→ Exercise brief:
In the entries that follow, the line with "filename tests/clone_engine_test.rs" opens the range and the line with "real operator config." closes it; repeat that range exactly, both lines included.
===== Records supplied =====
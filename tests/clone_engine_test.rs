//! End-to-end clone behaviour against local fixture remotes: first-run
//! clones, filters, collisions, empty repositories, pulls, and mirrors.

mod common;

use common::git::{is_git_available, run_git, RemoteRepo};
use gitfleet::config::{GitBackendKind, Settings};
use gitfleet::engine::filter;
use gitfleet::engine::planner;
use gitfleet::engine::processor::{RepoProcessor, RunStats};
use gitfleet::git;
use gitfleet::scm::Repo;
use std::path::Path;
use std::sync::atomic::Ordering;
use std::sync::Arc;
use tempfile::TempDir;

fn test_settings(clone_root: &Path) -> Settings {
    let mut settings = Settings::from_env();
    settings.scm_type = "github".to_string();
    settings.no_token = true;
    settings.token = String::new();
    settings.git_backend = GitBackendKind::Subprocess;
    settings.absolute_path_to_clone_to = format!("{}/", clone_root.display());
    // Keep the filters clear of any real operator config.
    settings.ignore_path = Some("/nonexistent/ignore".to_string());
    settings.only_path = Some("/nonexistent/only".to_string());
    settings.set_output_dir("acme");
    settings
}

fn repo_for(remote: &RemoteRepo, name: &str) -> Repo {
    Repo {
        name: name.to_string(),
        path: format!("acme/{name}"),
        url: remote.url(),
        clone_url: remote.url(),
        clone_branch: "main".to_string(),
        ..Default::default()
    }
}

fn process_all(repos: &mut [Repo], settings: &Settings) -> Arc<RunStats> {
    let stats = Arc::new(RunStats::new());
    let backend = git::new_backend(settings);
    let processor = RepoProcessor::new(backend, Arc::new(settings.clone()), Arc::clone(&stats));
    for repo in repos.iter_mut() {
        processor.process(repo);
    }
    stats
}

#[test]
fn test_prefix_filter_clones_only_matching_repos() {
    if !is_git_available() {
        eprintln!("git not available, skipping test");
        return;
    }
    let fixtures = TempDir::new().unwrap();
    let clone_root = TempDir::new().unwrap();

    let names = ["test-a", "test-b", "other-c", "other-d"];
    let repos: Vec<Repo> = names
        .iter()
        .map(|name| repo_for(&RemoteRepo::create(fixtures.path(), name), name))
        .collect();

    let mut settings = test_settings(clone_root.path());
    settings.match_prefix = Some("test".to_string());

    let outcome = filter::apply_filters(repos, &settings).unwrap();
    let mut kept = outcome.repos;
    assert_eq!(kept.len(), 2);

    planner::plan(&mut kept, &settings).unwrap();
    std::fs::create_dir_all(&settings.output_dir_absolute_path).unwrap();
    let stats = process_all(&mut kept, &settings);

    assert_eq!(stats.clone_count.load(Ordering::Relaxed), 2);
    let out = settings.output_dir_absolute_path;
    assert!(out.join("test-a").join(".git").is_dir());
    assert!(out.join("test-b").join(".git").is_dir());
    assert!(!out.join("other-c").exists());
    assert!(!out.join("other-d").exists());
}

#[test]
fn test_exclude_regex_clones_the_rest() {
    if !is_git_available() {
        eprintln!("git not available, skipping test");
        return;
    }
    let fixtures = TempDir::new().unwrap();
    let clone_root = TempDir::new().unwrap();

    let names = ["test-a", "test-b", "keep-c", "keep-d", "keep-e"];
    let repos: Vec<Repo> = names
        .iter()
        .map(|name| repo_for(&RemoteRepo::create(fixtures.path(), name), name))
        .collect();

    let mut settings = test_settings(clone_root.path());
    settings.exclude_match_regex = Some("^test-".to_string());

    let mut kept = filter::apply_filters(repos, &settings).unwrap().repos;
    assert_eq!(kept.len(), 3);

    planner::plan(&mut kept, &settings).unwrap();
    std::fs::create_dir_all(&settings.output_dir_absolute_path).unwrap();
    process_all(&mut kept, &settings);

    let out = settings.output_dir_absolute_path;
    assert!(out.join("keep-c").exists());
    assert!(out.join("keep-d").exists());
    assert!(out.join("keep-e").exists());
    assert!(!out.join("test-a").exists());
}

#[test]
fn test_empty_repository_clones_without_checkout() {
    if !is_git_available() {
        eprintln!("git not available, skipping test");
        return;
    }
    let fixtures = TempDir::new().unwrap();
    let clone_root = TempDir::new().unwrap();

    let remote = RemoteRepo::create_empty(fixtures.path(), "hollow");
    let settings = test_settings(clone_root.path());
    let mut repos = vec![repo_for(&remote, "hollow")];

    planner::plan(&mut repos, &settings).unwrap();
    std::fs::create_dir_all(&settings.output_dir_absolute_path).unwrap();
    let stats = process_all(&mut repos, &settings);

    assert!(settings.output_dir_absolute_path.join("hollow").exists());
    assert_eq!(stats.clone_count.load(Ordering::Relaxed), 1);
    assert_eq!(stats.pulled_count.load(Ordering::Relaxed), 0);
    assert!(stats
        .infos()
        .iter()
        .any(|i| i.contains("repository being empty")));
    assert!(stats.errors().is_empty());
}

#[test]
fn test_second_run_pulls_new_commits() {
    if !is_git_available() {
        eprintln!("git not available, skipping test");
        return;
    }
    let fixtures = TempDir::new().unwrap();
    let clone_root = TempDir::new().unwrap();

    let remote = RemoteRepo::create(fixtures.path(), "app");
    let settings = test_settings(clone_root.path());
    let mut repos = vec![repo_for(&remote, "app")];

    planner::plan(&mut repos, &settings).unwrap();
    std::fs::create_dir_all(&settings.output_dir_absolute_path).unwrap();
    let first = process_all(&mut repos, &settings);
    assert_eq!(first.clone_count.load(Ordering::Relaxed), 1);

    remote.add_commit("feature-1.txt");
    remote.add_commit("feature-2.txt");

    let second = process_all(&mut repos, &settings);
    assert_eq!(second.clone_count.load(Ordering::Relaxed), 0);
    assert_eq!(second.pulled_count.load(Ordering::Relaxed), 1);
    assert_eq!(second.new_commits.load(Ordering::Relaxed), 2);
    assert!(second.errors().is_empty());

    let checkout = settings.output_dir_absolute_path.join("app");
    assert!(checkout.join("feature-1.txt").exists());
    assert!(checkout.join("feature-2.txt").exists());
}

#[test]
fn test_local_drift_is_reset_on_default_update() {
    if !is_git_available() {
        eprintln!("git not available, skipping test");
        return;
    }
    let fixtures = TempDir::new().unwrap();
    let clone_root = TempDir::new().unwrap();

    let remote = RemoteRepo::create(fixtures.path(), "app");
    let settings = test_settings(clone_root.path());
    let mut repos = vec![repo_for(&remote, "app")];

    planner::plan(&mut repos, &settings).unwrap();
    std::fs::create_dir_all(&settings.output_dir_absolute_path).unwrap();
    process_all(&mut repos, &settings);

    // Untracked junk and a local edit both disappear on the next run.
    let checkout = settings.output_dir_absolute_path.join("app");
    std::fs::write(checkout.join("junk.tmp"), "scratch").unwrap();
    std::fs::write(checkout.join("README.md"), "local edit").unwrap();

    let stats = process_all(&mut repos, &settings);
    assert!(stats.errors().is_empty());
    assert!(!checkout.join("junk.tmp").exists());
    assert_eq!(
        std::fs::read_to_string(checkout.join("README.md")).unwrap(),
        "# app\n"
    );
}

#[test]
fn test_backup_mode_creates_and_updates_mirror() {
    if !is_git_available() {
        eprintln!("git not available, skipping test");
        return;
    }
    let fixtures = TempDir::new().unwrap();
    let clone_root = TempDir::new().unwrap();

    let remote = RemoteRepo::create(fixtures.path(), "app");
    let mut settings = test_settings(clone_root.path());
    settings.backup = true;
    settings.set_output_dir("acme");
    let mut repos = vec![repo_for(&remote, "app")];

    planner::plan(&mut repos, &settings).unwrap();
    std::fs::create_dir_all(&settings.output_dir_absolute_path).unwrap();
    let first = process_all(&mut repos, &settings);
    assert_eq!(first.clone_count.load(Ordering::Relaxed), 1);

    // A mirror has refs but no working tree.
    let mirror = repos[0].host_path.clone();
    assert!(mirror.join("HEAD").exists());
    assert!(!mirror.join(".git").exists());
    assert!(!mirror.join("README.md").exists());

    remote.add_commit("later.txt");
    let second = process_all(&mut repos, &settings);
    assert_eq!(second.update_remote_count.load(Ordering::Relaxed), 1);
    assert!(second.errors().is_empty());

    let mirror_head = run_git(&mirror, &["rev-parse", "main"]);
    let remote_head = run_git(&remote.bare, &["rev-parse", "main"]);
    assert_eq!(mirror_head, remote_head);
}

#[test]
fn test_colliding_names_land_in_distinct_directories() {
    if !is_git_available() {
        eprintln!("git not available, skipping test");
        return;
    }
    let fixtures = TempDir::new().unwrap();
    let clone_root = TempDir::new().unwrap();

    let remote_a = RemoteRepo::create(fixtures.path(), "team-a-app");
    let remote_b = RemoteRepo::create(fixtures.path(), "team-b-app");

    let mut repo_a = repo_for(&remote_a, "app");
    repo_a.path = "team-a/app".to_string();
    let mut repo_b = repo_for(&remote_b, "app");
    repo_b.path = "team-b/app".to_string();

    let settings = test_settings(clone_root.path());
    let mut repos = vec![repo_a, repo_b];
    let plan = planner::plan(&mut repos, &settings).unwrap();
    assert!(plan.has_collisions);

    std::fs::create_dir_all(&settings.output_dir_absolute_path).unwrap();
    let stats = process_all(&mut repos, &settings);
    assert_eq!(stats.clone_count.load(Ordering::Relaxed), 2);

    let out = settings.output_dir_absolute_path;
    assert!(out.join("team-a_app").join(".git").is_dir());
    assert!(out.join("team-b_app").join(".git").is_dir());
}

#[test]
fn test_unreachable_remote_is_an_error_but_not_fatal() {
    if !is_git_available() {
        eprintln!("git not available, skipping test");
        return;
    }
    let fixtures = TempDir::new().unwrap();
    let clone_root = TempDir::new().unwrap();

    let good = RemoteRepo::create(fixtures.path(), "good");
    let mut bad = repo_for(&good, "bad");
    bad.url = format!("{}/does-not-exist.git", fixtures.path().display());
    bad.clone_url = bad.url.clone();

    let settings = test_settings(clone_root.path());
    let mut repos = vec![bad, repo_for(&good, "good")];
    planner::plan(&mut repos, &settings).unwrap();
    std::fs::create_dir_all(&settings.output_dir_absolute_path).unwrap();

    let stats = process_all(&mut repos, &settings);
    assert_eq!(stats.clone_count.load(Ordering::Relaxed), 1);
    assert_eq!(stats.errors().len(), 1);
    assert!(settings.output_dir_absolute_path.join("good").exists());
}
=====
===== Records supplied =====
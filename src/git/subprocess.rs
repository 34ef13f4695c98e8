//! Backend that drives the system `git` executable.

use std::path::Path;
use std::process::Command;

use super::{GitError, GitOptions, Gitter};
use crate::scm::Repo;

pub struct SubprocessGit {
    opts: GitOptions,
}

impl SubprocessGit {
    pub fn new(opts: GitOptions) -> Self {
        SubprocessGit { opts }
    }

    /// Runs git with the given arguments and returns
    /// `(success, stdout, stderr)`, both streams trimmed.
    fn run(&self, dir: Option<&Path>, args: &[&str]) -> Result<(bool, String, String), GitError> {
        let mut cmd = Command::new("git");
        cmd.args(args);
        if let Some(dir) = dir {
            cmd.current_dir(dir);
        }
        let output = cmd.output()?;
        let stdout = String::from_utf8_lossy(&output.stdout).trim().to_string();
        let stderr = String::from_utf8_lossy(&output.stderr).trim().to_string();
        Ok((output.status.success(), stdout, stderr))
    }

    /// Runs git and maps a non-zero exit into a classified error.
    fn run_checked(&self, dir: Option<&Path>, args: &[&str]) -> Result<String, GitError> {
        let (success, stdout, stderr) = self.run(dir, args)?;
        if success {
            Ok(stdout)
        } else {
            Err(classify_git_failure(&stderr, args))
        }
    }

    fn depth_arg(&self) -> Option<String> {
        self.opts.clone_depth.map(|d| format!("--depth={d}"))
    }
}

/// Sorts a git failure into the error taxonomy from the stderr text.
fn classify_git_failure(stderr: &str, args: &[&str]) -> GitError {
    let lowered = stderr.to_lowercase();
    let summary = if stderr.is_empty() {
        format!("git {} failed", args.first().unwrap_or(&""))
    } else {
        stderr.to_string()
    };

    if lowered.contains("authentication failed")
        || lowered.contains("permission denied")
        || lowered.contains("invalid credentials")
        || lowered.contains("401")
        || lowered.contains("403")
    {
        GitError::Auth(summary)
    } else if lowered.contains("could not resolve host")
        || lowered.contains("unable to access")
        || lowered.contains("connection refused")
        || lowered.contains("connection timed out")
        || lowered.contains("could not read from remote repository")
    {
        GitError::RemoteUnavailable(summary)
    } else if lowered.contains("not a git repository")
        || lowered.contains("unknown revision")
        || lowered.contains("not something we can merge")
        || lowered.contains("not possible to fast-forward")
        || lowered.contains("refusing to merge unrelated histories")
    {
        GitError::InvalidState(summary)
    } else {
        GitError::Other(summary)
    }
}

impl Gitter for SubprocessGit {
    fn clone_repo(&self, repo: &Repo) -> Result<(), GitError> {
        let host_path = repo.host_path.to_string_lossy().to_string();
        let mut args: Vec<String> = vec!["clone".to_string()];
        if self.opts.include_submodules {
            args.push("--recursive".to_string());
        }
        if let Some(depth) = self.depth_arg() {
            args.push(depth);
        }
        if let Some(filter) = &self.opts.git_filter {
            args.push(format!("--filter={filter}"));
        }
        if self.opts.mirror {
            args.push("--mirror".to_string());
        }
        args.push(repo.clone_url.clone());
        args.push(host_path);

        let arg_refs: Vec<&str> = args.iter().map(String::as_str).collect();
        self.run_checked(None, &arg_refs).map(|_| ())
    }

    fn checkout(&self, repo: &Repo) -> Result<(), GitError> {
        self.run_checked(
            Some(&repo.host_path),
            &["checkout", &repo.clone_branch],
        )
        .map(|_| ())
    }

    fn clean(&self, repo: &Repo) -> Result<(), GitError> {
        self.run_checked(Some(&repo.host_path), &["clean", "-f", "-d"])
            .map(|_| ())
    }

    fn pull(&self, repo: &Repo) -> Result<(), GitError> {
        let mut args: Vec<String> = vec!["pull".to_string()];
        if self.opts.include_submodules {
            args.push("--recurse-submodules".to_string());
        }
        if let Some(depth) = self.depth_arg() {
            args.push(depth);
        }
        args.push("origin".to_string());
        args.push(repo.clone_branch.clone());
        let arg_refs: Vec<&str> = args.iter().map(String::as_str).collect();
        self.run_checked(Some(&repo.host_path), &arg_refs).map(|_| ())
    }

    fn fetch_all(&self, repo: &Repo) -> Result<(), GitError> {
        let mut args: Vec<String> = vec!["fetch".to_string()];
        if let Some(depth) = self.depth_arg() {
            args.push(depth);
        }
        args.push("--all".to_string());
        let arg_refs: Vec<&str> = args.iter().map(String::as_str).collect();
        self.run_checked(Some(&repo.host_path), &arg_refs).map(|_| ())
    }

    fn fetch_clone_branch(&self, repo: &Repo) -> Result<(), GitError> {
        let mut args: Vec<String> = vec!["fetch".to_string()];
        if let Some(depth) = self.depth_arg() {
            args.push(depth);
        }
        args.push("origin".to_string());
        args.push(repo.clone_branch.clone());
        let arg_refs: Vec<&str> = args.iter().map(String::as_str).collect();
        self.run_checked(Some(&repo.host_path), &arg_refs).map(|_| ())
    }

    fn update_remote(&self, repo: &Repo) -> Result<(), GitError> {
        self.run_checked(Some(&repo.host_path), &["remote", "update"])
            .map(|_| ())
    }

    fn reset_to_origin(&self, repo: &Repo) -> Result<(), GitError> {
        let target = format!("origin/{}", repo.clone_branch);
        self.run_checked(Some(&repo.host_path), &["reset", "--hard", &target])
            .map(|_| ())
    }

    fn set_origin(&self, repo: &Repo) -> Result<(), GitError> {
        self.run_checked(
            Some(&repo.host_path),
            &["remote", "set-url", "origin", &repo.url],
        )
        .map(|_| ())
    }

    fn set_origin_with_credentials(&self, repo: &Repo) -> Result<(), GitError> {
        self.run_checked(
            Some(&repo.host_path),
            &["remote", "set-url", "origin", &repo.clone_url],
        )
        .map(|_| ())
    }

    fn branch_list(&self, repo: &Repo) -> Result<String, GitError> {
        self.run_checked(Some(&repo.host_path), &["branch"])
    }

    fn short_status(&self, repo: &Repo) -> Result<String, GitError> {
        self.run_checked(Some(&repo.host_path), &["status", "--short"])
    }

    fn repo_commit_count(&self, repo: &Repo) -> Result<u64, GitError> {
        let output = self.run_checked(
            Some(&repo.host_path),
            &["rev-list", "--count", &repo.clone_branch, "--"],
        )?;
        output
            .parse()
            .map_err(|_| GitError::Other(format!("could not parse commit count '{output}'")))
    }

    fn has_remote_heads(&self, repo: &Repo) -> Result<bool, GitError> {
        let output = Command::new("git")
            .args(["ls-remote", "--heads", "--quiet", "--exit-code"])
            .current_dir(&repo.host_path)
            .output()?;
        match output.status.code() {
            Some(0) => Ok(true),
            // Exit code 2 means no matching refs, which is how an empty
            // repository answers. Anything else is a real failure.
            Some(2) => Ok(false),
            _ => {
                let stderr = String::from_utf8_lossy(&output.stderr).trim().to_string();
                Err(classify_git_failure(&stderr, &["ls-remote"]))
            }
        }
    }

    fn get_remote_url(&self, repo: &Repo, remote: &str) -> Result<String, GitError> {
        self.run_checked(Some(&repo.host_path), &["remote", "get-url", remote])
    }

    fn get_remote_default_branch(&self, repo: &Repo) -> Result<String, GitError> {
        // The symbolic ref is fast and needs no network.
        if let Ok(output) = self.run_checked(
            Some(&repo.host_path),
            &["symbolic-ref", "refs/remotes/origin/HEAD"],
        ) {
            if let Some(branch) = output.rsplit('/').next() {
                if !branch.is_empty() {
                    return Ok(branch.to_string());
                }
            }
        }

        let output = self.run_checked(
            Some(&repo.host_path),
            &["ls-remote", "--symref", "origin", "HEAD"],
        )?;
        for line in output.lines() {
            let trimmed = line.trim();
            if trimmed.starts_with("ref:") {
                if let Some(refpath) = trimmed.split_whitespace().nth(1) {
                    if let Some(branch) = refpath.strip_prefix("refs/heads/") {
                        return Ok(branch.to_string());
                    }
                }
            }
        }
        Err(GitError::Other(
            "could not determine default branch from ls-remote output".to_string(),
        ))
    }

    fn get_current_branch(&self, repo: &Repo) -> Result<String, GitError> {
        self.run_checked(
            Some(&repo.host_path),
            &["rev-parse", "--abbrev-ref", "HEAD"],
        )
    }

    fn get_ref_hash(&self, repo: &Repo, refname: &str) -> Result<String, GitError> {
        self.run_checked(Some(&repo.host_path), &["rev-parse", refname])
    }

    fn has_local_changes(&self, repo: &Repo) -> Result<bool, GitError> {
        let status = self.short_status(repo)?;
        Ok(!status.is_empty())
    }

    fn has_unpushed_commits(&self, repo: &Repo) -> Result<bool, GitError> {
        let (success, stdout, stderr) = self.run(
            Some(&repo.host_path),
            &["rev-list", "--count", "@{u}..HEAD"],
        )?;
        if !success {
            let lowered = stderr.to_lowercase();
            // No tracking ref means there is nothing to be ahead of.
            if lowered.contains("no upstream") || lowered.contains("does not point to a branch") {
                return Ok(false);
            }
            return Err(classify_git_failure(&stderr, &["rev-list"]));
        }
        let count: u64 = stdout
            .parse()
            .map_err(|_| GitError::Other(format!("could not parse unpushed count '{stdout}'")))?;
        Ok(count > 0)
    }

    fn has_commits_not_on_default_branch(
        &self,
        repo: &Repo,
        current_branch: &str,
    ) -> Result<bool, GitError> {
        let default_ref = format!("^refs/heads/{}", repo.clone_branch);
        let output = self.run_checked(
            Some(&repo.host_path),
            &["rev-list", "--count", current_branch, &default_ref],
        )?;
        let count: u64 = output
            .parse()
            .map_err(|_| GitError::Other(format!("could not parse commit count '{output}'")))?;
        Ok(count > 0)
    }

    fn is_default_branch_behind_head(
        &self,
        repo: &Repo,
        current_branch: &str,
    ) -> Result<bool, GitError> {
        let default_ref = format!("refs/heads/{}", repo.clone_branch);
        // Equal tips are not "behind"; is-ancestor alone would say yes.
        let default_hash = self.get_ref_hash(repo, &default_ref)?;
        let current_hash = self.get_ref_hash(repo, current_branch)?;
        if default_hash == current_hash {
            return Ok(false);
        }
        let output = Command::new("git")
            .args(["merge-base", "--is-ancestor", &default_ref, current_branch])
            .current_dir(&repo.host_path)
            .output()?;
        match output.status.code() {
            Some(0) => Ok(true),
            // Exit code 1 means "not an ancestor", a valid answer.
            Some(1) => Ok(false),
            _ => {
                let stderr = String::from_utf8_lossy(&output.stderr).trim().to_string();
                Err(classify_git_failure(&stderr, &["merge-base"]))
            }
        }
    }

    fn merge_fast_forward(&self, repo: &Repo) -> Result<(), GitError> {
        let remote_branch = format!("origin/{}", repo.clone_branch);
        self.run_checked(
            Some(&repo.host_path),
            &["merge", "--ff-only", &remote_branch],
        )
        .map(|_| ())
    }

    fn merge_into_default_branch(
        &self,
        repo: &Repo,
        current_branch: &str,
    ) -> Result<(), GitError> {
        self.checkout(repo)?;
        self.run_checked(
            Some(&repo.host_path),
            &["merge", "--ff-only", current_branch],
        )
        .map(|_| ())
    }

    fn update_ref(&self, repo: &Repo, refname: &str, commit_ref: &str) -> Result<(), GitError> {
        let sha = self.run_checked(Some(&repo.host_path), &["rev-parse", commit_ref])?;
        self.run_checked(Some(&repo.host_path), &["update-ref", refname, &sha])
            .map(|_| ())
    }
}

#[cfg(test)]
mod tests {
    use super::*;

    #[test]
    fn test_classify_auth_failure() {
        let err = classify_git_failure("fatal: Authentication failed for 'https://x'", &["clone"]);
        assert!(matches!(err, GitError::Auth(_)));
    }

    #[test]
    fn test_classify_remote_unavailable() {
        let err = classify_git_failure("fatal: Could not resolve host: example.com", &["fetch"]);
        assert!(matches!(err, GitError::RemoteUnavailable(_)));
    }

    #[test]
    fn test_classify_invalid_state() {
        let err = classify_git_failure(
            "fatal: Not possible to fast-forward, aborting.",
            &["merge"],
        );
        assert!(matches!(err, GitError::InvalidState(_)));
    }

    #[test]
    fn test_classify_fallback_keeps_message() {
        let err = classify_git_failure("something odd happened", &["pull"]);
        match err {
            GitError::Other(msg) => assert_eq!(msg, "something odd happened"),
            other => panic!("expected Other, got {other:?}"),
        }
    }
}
=====
→ Output of the exercise:
filename tests/clone_engine_test.rs
//! End-to-end clone behaviour against local fixture remotes: first-run
//! clones, filters, collisions, empty repositories, pulls, and mirrors.

mod common;

use common::git::{is_git_available, run_git, RemoteRepo};
use gitfleet::config::{GitBackendKind, Settings};
use gitfleet::engine::filter;
use gitfleet::engine::planner;
use gitfleet::engine::processor::{RepoProcessor, RunStats};
use gitfleet::git;
use gitfleet::scm::Repo;
use std::path::Path;
use std::sync::atomic::Ordering;
use std::sync::Arc;
use tempfile::TempDir;

fn test_settings(clone_root: &Path) -> Settings {
    let mut settings = Settings::from_env();
    settings.scm_type = "github".to_string();
    settings.no_token = true;
    settings.token = String::new();
    settings.git_backend = GitBackendKind::Subprocess;
    settings.absolute_path_to_clone_to = format!("{}/", clone_root.display());
    // Keep the filters clear of any real operator config.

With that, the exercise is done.